Tuvo este conde de Monterrey, tal vez para suplir la esterilidad de su es­posa, Leonor de Guzmán, una hija concebida por noble y desconocida dama. Como definitivo albergue de este fruto extramarital, el duque se empeñó —y la legítima duquesa no se opuso— en construir un convento para las recoletas frente a su palacio de Salamanca, donde, como consta en el archivo secreto de las madres agustinas y acredita un documento autógrafo del propio conde, profesó a sus nueve años Inés Francisca de la Visitación, que llegó a ser virtuosisi­ma priora de aquella fundación y que, al parecer, mereció que la pin­tara el propio Velázquez.

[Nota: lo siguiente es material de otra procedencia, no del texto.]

use std::collections::VecDeque;
use std::marker::PhantomData;
use std::pin::Pin;
use std::sync::Arc;
use std::sync::atomic::{AtomicBool, Ordering};

use futures::StreamExt as _;
use futures::stream;
use glossa_core::{
    Availability, Capability, CapabilityError, CapabilitySession, ChunkStream, CreateMonitor,
};
use tokio_util::sync::CancellationToken;
use tracing::debug;

use crate::errors::SetupError;
use crate::prompts::PromptTemplates;
use crate::task::{Instructions, Task};

use super::config::CloudConfig;
use super::transport::{ChatEvent, SseDecoder, map_chat_frame};

type ByteStream =
    Pin<Box<dyn futures::Stream<Item = Result<bytes::Bytes, reqwest::Error>> + Send + 'static>>;

/// Serves task `T` through an OpenAI-compatible chat completions endpoint.
pub struct CloudCapability<T: Task> {
    client: reqwest::Client,
    config: Arc<CloudConfig>,
    templates: Arc<PromptTemplates>,
    _task: PhantomData<fn() -> T>,
}

impl<T: Task> CloudCapability<T> {
    /// Creates a capability with its own HTTP client.
    pub fn new(config: CloudConfig, templates: Arc<PromptTemplates>) -> Result<Self, SetupError> {
        let client = build_client(&config)?;
        Ok(Self::with_client(client, Arc::new(config), templates))
    }

    pub(crate) fn with_client(
        client: reqwest::Client,
        config: Arc<CloudConfig>,
        templates: Arc<PromptTemplates>,
    ) -> Self {
        Self {
            client,
            config,
            templates,
            _task: PhantomData,
        }
    }

    pub fn config(&self) -> &CloudConfig {
        &self.config
    }
}

pub(crate) fn build_client(config: &CloudConfig) -> Result<reqwest::Client, SetupError> {
    reqwest::Client::builder()
        .timeout(config.timeout)
        .build()
        .map_err(|e| SetupError::Config(format!("failed to build HTTP client: {e}")))
}

#[async_trait::async_trait]
impl<T: Task> Capability for CloudCapability<T> {
    type Config = T::Config;
    type Session = CloudSession;

    fn name(&self) -> &str {
        T::NAME
    }

    fn is_supported(&self) -> bool {
        self.config.has_http_base_url()
    }

    fn unsupported_reason(&self) -> String {
        format!(
            "{} needs an http(s) base URL, got `{}`",
            T::NAME,
            self.config.base_url
        )
    }

    async fn availability(&self, config: &T::Config) -> Result<Availability, CapabilityError> {
        Ok(match T::validate(config) {
            Ok(()) => Availability::Available,
            Err(reason) => Availability::unavailable(reason),
        })
    }

    async fn create(
        &self,
        config: &T::Config,
        monitor: CreateMonitor,
    ) -> Result<CloudSession, CapabilityError> {
        if monitor.is_cancelled() {
            return Err(CapabilityError::Aborted);
        }
        let instructions = T::instructions(config, &self.templates)
            .map_err(|e| CapabilityError::backend(e.to_string(), None))?;
        debug!(capability = T::NAME, model = %self.config.model, "cloud session configured");
        Ok(CloudSession {
            capability: T::NAME,
            client: self.client.clone(),
            config: Arc::clone(&self.config),
            instructions,
            destroyed: AtomicBool::new(false),
        })
    }

    fn preprocess(&self, input: &str) -> String {
        T::preprocess(input)
    }
}

/// A configured conversation head: system instructions plus sampling. Each
/// operation is an independent request.
pub struct CloudSession {
    capability: &'static str,
    client: reqwest::Client,
    config: Arc<CloudConfig>,
    instructions: Instructions,
    destroyed: AtomicBool,
}

impl CloudSession {
    pub fn instructions(&self) -> &Instructions {
        &self.instructions
    }

    pub fn is_destroyed(&self) -> bool {
        self.destroyed.load(Ordering::Acquire)
    }
}

#[async_trait::async_trait]
impl CapabilitySession for CloudSession {
    async fn operate(
        &self,
        input: String,
        cancel: CancellationToken,
    ) -> Result<ChunkStream, CapabilityError> {
        if self.is_destroyed() {
            return Err(CapabilityError::Unavailable(format!(
                "{} session was destroyed",
                self.capability
            )));
        }
        let body = build_request_body(&self.config, &self.instructions, &input);
        debug!(capability = self.capability, model = %self.config.model, input_len = input.len(), "starting chat completions stream");

        let mut request = self.client.post(self.config.chat_completions_url()).json(&body);
        if let Some(api_key) = self.config.api_key.as_deref() {
            request = request.bearer_auth(api_key);
        }

        let response = tokio::select! {
            biased;
            _ = cancel.cancelled() => return Err(CapabilityError::Aborted),
            sent = request.send() => sent
                .map_err(|e| CapabilityError::transport(format!("chat completions request failed: {e}")))?,
        };
        let status = response.status();
        if !status.is_success() {
            let body = response
                .text()
                .await
                .unwrap_or_else(|_| "<unreadable body>".to_string());
            return Err(CapabilityError::backend(
                format!("chat completions request failed with status {status}: {}", body.trim()),
                Some(status.as_u16()),
            ));
        }

        let bytes: ByteStream = Box::pin(response.bytes_stream());
        Ok(Box::pin(chat_chunk_stream(bytes)))
    }

    fn destroy(&self) {
        if !self.destroyed.swap(true, Ordering::AcqRel) {
            debug!(capability = self.capability, "cloud session destroyed");
        }
    }
}

pub(crate) fn build_request_body(
    config: &CloudConfig,
    instructions: &Instructions,
    input: &str,
) -> serde_json::Value {
    let mut messages = Vec::with_capacity(2);
    let system_prompt = instructions.system_prompt.trim();
    if !system_prompt.is_empty() {
        messages.push(serde_json::json!({"role": "system", "content": system_prompt}));
    }
    messages.push(serde_json::json!({"role": "user", "content": input}));

    let mut body = serde_json::json!({
        "model": config.model,
        "messages": messages,
        "stream": true,
    });
    if let Some(temperature) = instructions.sampling.temperature {
        body["temperature"] = serde_json::json!(temperature);
    }
    if config.send_top_k
        && let Some(top_k) = instructions.sampling.top_k
    {
        body["top_k"] = serde_json::json!(top_k);
    }
    body
}

fn chat_chunk_stream(
    bytes: ByteStream,
) -> impl futures::Stream<Item = Result<String, CapabilityError>> + Send {
    struct State {
        bytes: ByteStream,
        decoder: SseDecoder,
        pending: VecDeque<String>,
        done: bool,
    }

    fn absorb(state: &mut State, event: ChatEvent) {
        match event {
            ChatEvent::Delta(text) if !state.done => state.pending.push_back(text),
            ChatEvent::Done => state.done = true,
            _ => {}
        }
    }

    stream::try_unfold(
        State {
            bytes,
            decoder: SseDecoder::default(),
            pending: VecDeque::new(),
            done: false,
        },
        |mut state| async move {
            loop {
                if let Some(text) = state.pending.pop_front() {
                    return Ok(Some((text, state)));
                }
                if state.done {
                    return Ok(None);
                }

                match state.bytes.next().await {
                    Some(Ok(chunk)) => {
                        for frame in state.decoder.push_chunk(&chunk) {
                            let event = map_chat_frame(&frame)?;
                            absorb(&mut state, event);
                        }
                    }
                    Some(Err(e)) => {
                        return Err(CapabilityError::transport(format!(
                            "chat completions stream read failed: {e}"
                        )));
                    }
                    None => {
                        if let Some(frame) = state.decoder.finish() {
                            let event = map_chat_frame(&frame)?;
                            absorb(&mut state, event);
                        }
                        state.done = true;
                    }
                }
            }
        },
    )
}

#[cfg(test)]
mod tests {
    use super::*;
    use crate::task::Sampling;

    fn instructions(system_prompt: &str, temperature: Option<f32>) -> Instructions {
        Instructions {
            system_prompt: system_prompt.into(),
            sampling: Sampling {
                temperature,
                top_k: Some(3),
            },
        }
    }

    fn byte_stream(parts: Vec<&'static str>) -> ByteStream {
        Box::pin(futures::stream::iter(
            parts
                .into_iter()
                .map(|part| Ok(bytes::Bytes::from_static(part.as_bytes()))),
        ))
    }

    #[test]
    fn request_body_carries_system_prompt_and_stream_flag() {
        let config = CloudConfig::default().model("gpt-4o-mini");
        let body = build_request_body(&config, &instructions("Translate.", Some(0.5)), "Hi");
        assert_eq!(body["model"], "gpt-4o-mini");
        assert_eq!(body["stream"], true);
        assert_eq!(body["temperature"], 0.5);
        assert_eq!(
            body["messages"],
            serde_json::json!([
                {"role": "system", "content": "Translate."},
                {"role": "user", "content": "Hi"},
            ])
        );
        assert!(body.get("top_k").is_none());
    }

    #[test]
    fn top_k_is_sent_when_enabled() {
        let config = CloudConfig::default().send_top_k(true);
        let body = build_request_body(&config, &instructions("Explain.", Some(0.7)), "食べる");
        assert_eq!(body["top_k"], 3);

        let no_sampling = Instructions {
            system_prompt: "Translate.".into(),
            sampling: Sampling::default(),
        };
        let body = build_request_body(&config, &no_sampling, "Hi");
        assert!(body.get("top_k").is_none());
    }

    #[test]
    fn blank_system_prompt_and_temperature_are_omitted() {
        let body = build_request_body(&CloudConfig::default(), &instructions("  ", None), "Hi");
        assert_eq!(body["messages"].as_array().map(Vec::len), Some(1));
        assert!(body.get("temperature").is_none());
    }

    #[tokio::test]
    async fn chunk_stream_yields_deltas_until_done() {
        let stream = chat_chunk_stream(byte_stream(vec![
            "data: {\"choices\":[{\"delta\":{\"role\":\"assistant\"}}]}\n\n",
            "data: {\"choices\":[{\"delta\":{\"content\":\"Hola\"}}]}\n\ndata: {\"choi",
            "ces\":[{\"delta\":{\"content\":\", mundo\"}}]}\n\n",
            "data: [DONE]\n\n",
            "data: {\"choices\":[{\"delta\":{\"content\":\"ignored\"}}]}\n\n",
        ]));
        let chunks: Vec<_> = stream.collect().await;
        assert_eq!(chunks, vec![Ok("Hola".to_string()), Ok(", mundo".to_string())]);
    }

    #[tokio::test]
    async fn chunk_stream_flushes_unterminated_final_frame() {
        let stream = chat_chunk_stream(byte_stream(vec![
            "data: {\"choices\":[{\"delta\":{\"content\":\"tail\"}}]}",
        ]));
        let chunks: Vec<_> = stream.collect().await;
        assert_eq!(chunks, vec![Ok("tail".to_string())]);
    }

    #[tokio::test]
    async fn chunk_stream_surfaces_error_frames() {
        let stream = chat_chunk_stream(byte_stream(vec![
            "data: {\"choices\":[{\"delta\":{\"content\":\"par\"}}]}\n\n",
            "data: {\"error\":{\"message\":\"overloaded\"}}\n\n",
        ]));
        let chunks: Vec<_> = stream.collect().await;
        assert_eq!(
            chunks,
            vec![
                Ok("par".to_string()),
                Err(CapabilityError::backend("overloaded", None)),
            ]
        );
    }

    #[tokio::test]
    async fn destroyed_session_refuses_operations() {
        let capability = CloudCapability::<crate::translator::Translate>::new(
            CloudConfig::default().base_url("http://127.0.0.1:9"),
            Arc::new(PromptTemplates::new().expect("templates")),
        )
        .expect("capability");
        let config = crate::translator::TranslatorConfig::new("en", "es");
        let session = capability
            .create(&config, CreateMonitor::new(CancellationToken::new()))
            .await
            .expect("session");

        session.destroy();
        session.destroy();
        assert!(session.is_destroyed());
        let err = session
            .operate("Hi".into(), CancellationToken::new())
            .await
            .err()
            .expect("refused");
        assert!(matches!(err, CapabilityError::Unavailable(_)));
    }

    #[tokio::test]
    async fn availability_reflects_task_validation() {
        let capability = CloudCapability::<crate::translator::Translate>::new(
            CloudConfig::default(),
            Arc::new(PromptTemplates::new().expect("templates")),
        )
        .expect("capability");
        let same = crate::translator::TranslatorConfig::new("en", "en");
        assert!(matches!(
            capability.availability(&same).await,
            Ok(Availability::Unavailable { .. })
        ));
    }

    #[tokio::test]
    async fn cancelled_monitor_aborts_creation() {
        let capability = CloudCapability::<crate::summarizer::Summarize>::new(
            CloudConfig::default(),
            Arc::new(PromptTemplates::new().expect("templates")),
        )
        .expect("capability");
        let token = CancellationToken::new();
        token.cancel();
        let result = capability
            .create(&Default::default(), CreateMonitor::new(token))
            .await;
        assert!(matches!(result, Err(CapabilityError::Aborted)));
    }
}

Aunque la popularmente conoci­da como Purísima de Monterrey, res­taurada con motivo de la exposición, desde siempre oscureció otros lienzos de Ribera y de otros pintores que la rodean y acompañan, a los pies de la misma iglesia hay un San Jenaro que muchos han considerado como la obra principal de El Españoleto.

Ribera disperso


Aunque las obras de Ribera se han dispersado por los grandes museos de Europa y de Estados Unidos, Nápoles y Madrid acapararon las colecciones más numerosas. En el Museo del Prado se exponen habitualmente 50 cuadros de Ribera. Destacan El martirio de san Felipe, La Trinidad y La Magdalena. A la Academia de Bellas Artes de San Fernando pertenecen La asunción de la
Magdalena y un Ecce Homo. Hay importantes obras de Ribera, ahora expuestas en Madrid, pertenecientes a los museos de Bellas Artes de Barcelona, Bilbao, Vitoria y Valencia, pero son sorprendentes las obras que se custodian en el convento de las Agustinas de Salamanca, entre ellas la célebre Inmaculada de Monterrey y el San Jenaro, y en la sevillana colegiata de Osuna. Sorprendentes son también La mujer barbuda que se conserva en el Hospital Tavera de Toledo o el
Cristo colocado en la cruz de la parroquial de Cogolludo, en tierras de Guadalajara. El Ayuntamiento de Valladolid tiene un San Juan Bautista, y hay obras de Ribera en algunas colecciones particulares. Sin salir de Madrid, pueden verse cuadros de Ribera en El Escorial y en el palacio de tiña. En el Palacio Real está el retrato de Juan José de Austria.